# Collected data
--- START ---

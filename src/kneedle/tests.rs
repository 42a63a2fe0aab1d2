use super::*;

const SCENARIO_C: [f64; 10] = [1.0, 1.0, 1.0, 1.0, 2.0, 3.0, 50.0, 51.0, 52.0, 53.0];

fn params() -> KneeParams {
    KneeParams::default()
}

#[test]
fn concave_increasing_knee_sits_at_top_of_jump() {
    let knee = find_knee(&SCENARIO_C, Curve::Concave, Direction::Increasing, &params())
        .expect("knee should exist");

    assert_eq!(knee.index, 6);
    assert_eq!(knee.value, 50.0);
}

#[test]
fn convex_increasing_knee_sits_at_bottom_of_jump() {
    let knee = find_knee(&SCENARIO_C, Curve::Convex, Direction::Increasing, &params())
        .expect("knee should exist");

    assert_eq!(knee.index, 5);
    assert_eq!(knee.value, 3.0);
}

#[test]
fn decreasing_polarities_find_nothing_on_sorted_input() {
    for curve in [Curve::Concave, Curve::Convex] {
        assert!(find_knee(&SCENARIO_C, curve, Direction::Decreasing, &params()).is_none());
    }
}

#[test]
fn threshold_prefers_concave_increasing() {
    assert_eq!(
        find_threshold(&SCENARIO_C, &params()),
        ThresholdOutcome::Found {
            value: 50.0,
            index: 6,
            curve: Curve::Concave,
            direction: Direction::Increasing,
        }
    );
}

#[test]
fn threshold_falls_back_to_convex_for_accelerating_curve() {
    let squares = (0..10).map(|i| (i * i) as f64).collect::<Vec<f64>>();

    assert!(find_knee(&squares, Curve::Concave, Direction::Increasing, &params()).is_none());
    assert_eq!(
        find_threshold(&squares, &params()),
        ThresholdOutcome::Found {
            value: 16.0,
            index: 4,
            curve: Curve::Convex,
            direction: Direction::Increasing,
        }
    );
}

#[test]
fn input_order_does_not_matter() {
    let shuffled = [52.0, 1.0, 3.0, 50.0, 1.0, 53.0, 2.0, 1.0, 51.0, 1.0];
    assert_eq!(
        find_threshold(&shuffled, &params()),
        find_threshold(&SCENARIO_C, &params())
    );
}

#[test]
fn saturating_curve_has_knee_at_bend() {
    let values = [10.0, 40.0, 60.0, 70.0, 75.0, 78.0, 80.0, 81.0, 82.0];
    let knee = find_knee(&values, Curve::Concave, Direction::Increasing, &params())
        .expect("knee should exist");

    assert_eq!(knee.index, 3);
    assert_eq!(knee.value, 70.0);
}

#[test]
fn straight_line_has_no_knee() {
    assert_eq!(
        find_threshold(&[1.0, 2.0, 3.0, 4.0, 5.0], &params()),
        ThresholdOutcome::NotFound
    );
}

#[test]
fn constant_sequence_has_no_knee() {
    assert_eq!(
        find_threshold(&[5.0, 5.0, 5.0, 5.0], &params()),
        ThresholdOutcome::NotFound
    );
}

#[test]
fn short_sequences_have_no_knee() {
    assert_eq!(find_threshold(&[], &params()), ThresholdOutcome::NotFound);
    assert_eq!(find_threshold(&[1.0, 9.0], &params()), ThresholdOutcome::NotFound);
    assert_eq!(find_threshold(&[1.0, 2.0, 3.0], &params()), ThresholdOutcome::NotFound);
    assert_eq!(find_threshold(&[1.0, 5.0, 6.0], &params()), ThresholdOutcome::NotFound);
}

#[test]
fn non_finite_values_are_ignored() {
    let mut values = SCENARIO_C.to_vec();
    values.push(f64::NAN);
    values.push(f64::INFINITY);

    assert_eq!(
        find_threshold(&values, &params()),
        find_threshold(&SCENARIO_C, &params())
    );
}

#[test]
fn polynomial_smoothing_reports_original_values() {
    let smoothed = KneeParams {
        smoothing: Smoothing::Polynomial {
            degree: DEFAULT_POLYNOMIAL_DEGREE,
        },
        ..KneeParams::default()
    };

    let knee = find_knee(&SCENARIO_C, Curve::Concave, Direction::Increasing, &smoothed)
        .expect("knee should exist");
    assert_eq!(knee.index, 7);
    assert_eq!(knee.value, SCENARIO_C[7]);
}

#[test]
fn polynomial_fit_reproduces_exact_polynomial() {
    let squares = (0..10).map(|i| (i * i) as f64).collect::<Vec<f64>>();
    let fitted = polynomial_fit(&squares, 2).expect("fit should succeed");

    for (expected, actual) in squares.iter().zip(&fitted) {
        assert!((expected - actual).abs() < 1e-9, "{expected} vs {actual}");
    }
}

#[test]
fn polynomial_degree_is_capped_by_point_count() {
    let values = [3.0, 9.0, 4.0];
    let fitted = polynomial_fit(&values, 12).expect("fit should succeed");

    for (expected, actual) in values.iter().zip(&fitted) {
        assert!((expected - actual).abs() < 1e-9);
    }
}

#[test]
fn outcome_serializes_with_status_tag() {
    let found = serde_json::to_value(find_threshold(&SCENARIO_C, &params())).expect("serialize");
    assert_eq!(found["status"], "found");
    assert_eq!(found["curve"], "concave");
    assert_eq!(found["direction"], "increasing");
    assert_eq!(found["value"], 50.0);

    let missing = serde_json::to_value(ThresholdOutcome::NotFound).expect("serialize");
    assert_eq!(missing, serde_json::json!({ "status": "not_found" }));
}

--- END ---

# BRIEF
The full set of entries above has to be restated exactly.

# EXERCISE ANSWER
filename src/kneedle/tests.rs
repository 42a63a2fe0aab1d2
use super::*;

const SCENARIO_C: [f64; 10] = [1.0, 1.0, 1.0, 1.0, 2.0, 3.0, 50.0, 51.0, 52.0, 53.0];

fn params() -> KneeParams {
    KneeParams::default()
}

#[test]
fn concave_increasing_knee_sits_at_top_of_jump() {
    let knee = find_knee(&SCENARIO_C, Curve::Concave, Direction::Increasing, &params())
        .expect("knee should exist");

    assert_eq!(knee.index, 6);
    assert_eq!(knee.value, 50.0);
}

#[test]
fn convex_increasing_knee_sits_at_bottom_of_jump() {
    let knee = find_knee(&SCENARIO_C, Curve::Convex, Direction::Increasing, &params())
        .expect("knee should exist");

    assert_eq!(knee.index, 5);
    assert_eq!(knee.value, 3.0);
}

#[test]
fn decreasing_polarities_find_nothing_on_sorted_input() {
    for curve in [Curve::Concave, Curve::Convex] {
        assert!(find_knee(&SCENARIO_C, curve, Direction::Decreasing, &params()).is_none());
    }
}

#[test]
fn threshold_prefers_concave_increasing() {
    assert_eq!(
        find_threshold(&SCENARIO_C, &params()),
        ThresholdOutcome::Found {
            value: 50.0,
            index: 6,
            curve: Curve::Concave,
            direction: Direction::Increasing,
        }
    );
}

#[test]
fn threshold_falls_back_to_convex_for_accelerating_curve() {
    let squares = (0..10).map(|i| (i * i) as f64).collect::<Vec<f64>>();

    assert!(find_knee(&squares, Curve::Concave, Direction::Increasing, &params()).is_none());
    assert_eq!(
        find_threshold(&squares, &params()),
        ThresholdOutcome::Found {
            value: 16.0,
            index: 4,
            curve: Curve::Convex,
            direction: Direction::Increasing,
        }
    );
}

#[test]
fn input_order_does_not_matter() {
    let shuffled = [52.0, 1.0, 3.0, 50.0, 1.0, 53.0, 2.0, 1.0, 51.0, 1.0];
    assert_eq!(
        find_threshold(&shuffled, &params()),
        find_threshold(&SCENARIO_C, &params())
    );
}

#[test]
fn saturating_curve_has_knee_at_bend() {
    let values = [10.0, 40.0, 60.0, 70.0, 75.0, 78.0, 80.0, 81.0, 82.0];
    let knee = find_knee(&values, Curve::Concave, Direction::Increasing, &params())
        .expect("knee should exist");

    assert_eq!(knee.index, 3);
    assert_eq!(knee.value, 70.0);
}

#[test]
fn straight_line_has_no_knee() {
    assert_eq!(
        find_threshold(&[1.0, 2.0, 3.0, 4.0, 5.0], &params()),
        ThresholdOutcome::NotFound
    );
}

#[test]
fn constant_sequence_has_no_knee() {
    assert_eq!(
        find_threshold(&[5.0, 5.0, 5.0, 5.0], &params()),
        ThresholdOutcome::NotFound
    );
}

#[test]
fn short_sequences_have_no_knee() {
    assert_eq!(find_threshold(&[], &params()), ThresholdOutcome::NotFound);
    assert_eq!(find_threshold(&[1.0, 9.0], &params()), ThresholdOutcome::NotFound);
    assert_eq!(find_threshold(&[1.0, 2.0, 3.0], &params()), ThresholdOutcome::NotFound);
    assert_eq!(find_threshold(&[1.0, 5.0, 6.0], &params()), ThresholdOutcome::NotFound);
}

#[test]
fn non_finite_values_are_ignored() {
    let mut values = SCENARIO_C.to_vec();
    values.push(f64::NAN);
    values.push(f64::INFINITY);

    assert_eq!(
        find_threshold(&values, &params()),
        find_threshold(&SCENARIO_C, &params())
    );
}

#[test]
fn polynomial_smoothing_reports_original_values() {
    let smoothed = KneeParams {
        smoothing: Smoothing::Polynomial {
            degree: DEFAULT_POLYNOMIAL_DEGREE,
        },
        ..KneeParams::default()
    };

    let knee = find_knee(&SCENARIO_C, Curve::Concave, Direction::Increasing, &smoothed)
        .expect("knee should exist");
    assert_eq!(knee.index, 7);
    assert_eq!(knee.value, SCENARIO_C[7]);
}

#[test]
fn polynomial_fit_reproduces_exact_polynomial() {
    let squares = (0..10).map(|i| (i * i) as f64).collect::<Vec<f64>>();
    let fitted = polynomial_fit(&squares, 2).expect("fit should succeed");

    for (expected, actual) in squares.iter().zip(&fitted) {
        assert!((expected - actual).abs() < 1e-9, "{expected} vs {actual}");
    }
}

#[test]
fn polynomial_degree_is_capped_by_point_count() {
    let values = [3.0, 9.0, 4.0];
    let fitted = polynomial_fit(&values, 12).expect("fit should succeed");

    for (expected, actual) in values.iter().zip(&fitted) {
        assert!((expected - actual).abs() < 1e-9);
    }
}

#[test]
fn outcome_serializes_with_status_tag() {
    let found = serde_json::to_value(find_threshold(&SCENARIO_C, &params())).expect("serialize");
    assert_eq!(found["status"], "found");
    assert_eq!(found["curve"], "concave");
    assert_eq!(found["direction"], "increasing");
    assert_eq!(found["value"], 50.0);

    let missing = serde_json::to_value(ThresholdOutcome::NotFound).expect("serialize");
    assert_eq!(missing, serde_json::json!({ "status": "not_found" }));
}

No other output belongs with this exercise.